Scranton started out as early adapters of electricity, hence the nickname the “Electric City”. The city and their residents were early adopters of electric lights, and Scranton had the first electric streetcars. Major companies like Lackawanna Steel and what is now Rite-Aid were big employers, and jobs in mining and manufacturing were plentiful. A clear shift in the region happened in 1959 when Knox Mine workers illegally dug under the Susquehanna River which signaled the beginning of the end of coal mining in Northeast Pennsylvania. Twelve workers were killed, and the landscape of Scranton was forever changed. As you can see on the satellite image below, the islands in the river were a result of the flooding of the mine shafts under the river.

Demographically, Scranton’s population is on the decline. As mines have closed, the population has moved elsewhere for work. In 1970, over 594,000 people lived in the Scranton area, and today, Scranton only boasts a population of just over 565,000. The map below shows the decline in the area, especially from central Scranton.

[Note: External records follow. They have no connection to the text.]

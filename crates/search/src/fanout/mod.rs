//! Concurrent fan-out of independent retrieval tasks
//!
//! Tasks run on a `JoinSet` bounded by a semaphore that lives only for the
//! duration of one [`FanOut::run`] call. Every task gets its own timeout and
//! its own error slot: one broken collection never aborts the batch.

use futures::future::BoxFuture;
use futures::FutureExt;
use lexforge_common::config::RetrievalConfig;
use lexforge_common::errors::{AppError, Result};
use lexforge_common::metrics;
use std::panic::AssertUnwindSafe;
use std::sync::Arc;
use std::time::Duration;
use tokio::sync::Semaphore;
use tokio::task::JoinSet;

/// A labelled unit of work. `Ok(None)` means "ran fine, nothing to report".
pub struct FanOutTask<T> {
    pub label: String,
    pub future: BoxFuture<'static, Result<Option<T>>>,
}

impl<T> FanOutTask<T> {
    pub fn new<F>(label: impl Into<String>, future: F) -> Self
    where
        F: std::future::Future<Output = Result<Option<T>>> + Send + 'static,
    {
        Self {
            label: label.into(),
            future: future.boxed(),
        }
    }
}

/// A task that errored, timed out or panicked
#[derive(Debug)]
pub struct TaskFailure {
    pub index: usize,
    pub label: String,
    pub error: AppError,
}

/// Outcome of one fan-out call
#[derive(Debug)]
pub struct FanOutReport<T> {
    /// Successful outputs in submission order
    pub successes: Vec<T>,
    /// Failures in submission order
    pub failures: Vec<TaskFailure>,
    /// Tasks that succeeded without output
    pub empty: usize,
}

impl<T> FanOutReport<T> {
    /// Total tasks run
    pub fn total(&self) -> usize {
        self.successes.len() + self.failures.len() + self.empty
    }

    /// True when no task produced output and at least one failed
    pub fn all_failed(&self) -> bool {
        !self.failures.is_empty() && self.successes.is_empty()
    }

    /// Successes, or `AllTasksFailed` when no task succeeded and at least one failed
    pub fn into_result(self, operation: &str) -> Result<Vec<T>> {
        if self.all_failed() {
            let failed = self.failures.len();
            let last_error = self
                .failures
                .last()
                .map(|f| f.error.to_string())
                .unwrap_or_default();
            return Err(AppError::AllTasksFailed {
                operation: operation.to_string(),
                failed,
                last_error,
            });
        }
        Ok(self.successes)
    }
}

/// Bounded concurrent executor
#[derive(Debug, Clone, Copy)]
pub struct FanOut {
    max_concurrency: usize,
    task_timeout: Duration,
}

impl FanOut {
    pub fn new(max_concurrency: usize, task_timeout: Duration) -> Self {
        Self {
            max_concurrency: max_concurrency.max(1),
            task_timeout,
        }
    }

    pub fn from_config(config: &RetrievalConfig) -> Self {
        Self::new(config.max_concurrency, Duration::from_secs(config.task_timeout_secs))
    }

    /// Run every task and partition the outcomes
    pub async fn run<T: Send + 'static>(&self, operation: &str, tasks: Vec<FanOutTask<T>>) -> FanOutReport<T> {
        let total = tasks.len();
        let semaphore = Arc::new(Semaphore::new(self.max_concurrency));
        let timeout = self.task_timeout;
        let mut set = JoinSet::new();
        let mut labels = Vec::with_capacity(total);

        for (index, task) in tasks.into_iter().enumerate() {
            labels.push(task.label.clone());
            let semaphore = semaphore.clone();
            set.spawn(async move {
                let outcome = match semaphore.acquire_owned().await {
                    Ok(_permit) => {
                        let guarded = AssertUnwindSafe(task.future).catch_unwind();
                        match tokio::time::timeout(timeout, guarded).await {
                            Ok(Ok(result)) => result,
                            Ok(Err(_)) => Err(AppError::Internal {
                                message: format!("task {} panicked", task.label),
                            }),
                            Err(_) => Err(AppError::TaskTimeout {
                                task: task.label.clone(),
                                timeout_ms: timeout.as_millis() as u64,
                            }),
                        }
                    }
                    Err(_) => Err(AppError::Internal {
                        message: "fan-out semaphore closed".to_string(),
                    }),
                };
                (index, outcome)
            });
        }

        let mut slots: Vec<Option<Result<Option<T>>>> = (0..total).map(|_| None).collect();
        while let Some(joined) = set.join_next().await {
            match joined {
                Ok((index, outcome)) => slots[index] = Some(outcome),
                Err(e) => tracing::error!(error = ?e, "Fan-out task aborted"),
            }
        }

        let mut report = FanOutReport {
            successes: Vec::new(),
            failures: Vec::new(),
            empty: 0,
        };
        for (index, slot) in slots.into_iter().enumerate() {
            let label = std::mem::take(&mut labels[index]);
            match slot {
                Some(Ok(Some(value))) => report.successes.push(value),
                Some(Ok(None)) => report.empty += 1,
                Some(Err(error)) => {
                    tracing::warn!(
                        task = %label,
                        code = ?error.code(),
                        transient = error.is_transient(),
                        error = %error,
                        "Fan-out task failed"
                    );
                    report.failures.push(TaskFailure { index, label, error });
                }
                None => report.failures.push(TaskFailure {
                    index,
                    error: AppError::Internal {
                        message: format!("task {} did not complete", label),
                    },
                    label,
                }),
            }
        }

        metrics::record_fanout(operation, report.successes.len(), report.failures.len());
        if report.all_failed() {
            tracing::warn!(operation = operation, tasks = total, "All fan-out tasks failed");
        } else {
            tracing::debug!(
                operation = operation,
                succeeded = report.successes.len(),
                failed = report.failures.len(),
                "Fan-out completed"
            );
        }
        report
    }
}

Today, Scranton is a shell of its electric past, with an aging population, above average number of households living under the poverty level, and well above average unemployment rate. Those that are employed are likely still working in manufacturing, transportation, warehousing, healthcare, and social assistance. While revitalization efforts are underway to bring people back to Scranton, the geography of the region may hinder its potential growth as the Appalachian Mountains serve as a physical barrier to growth.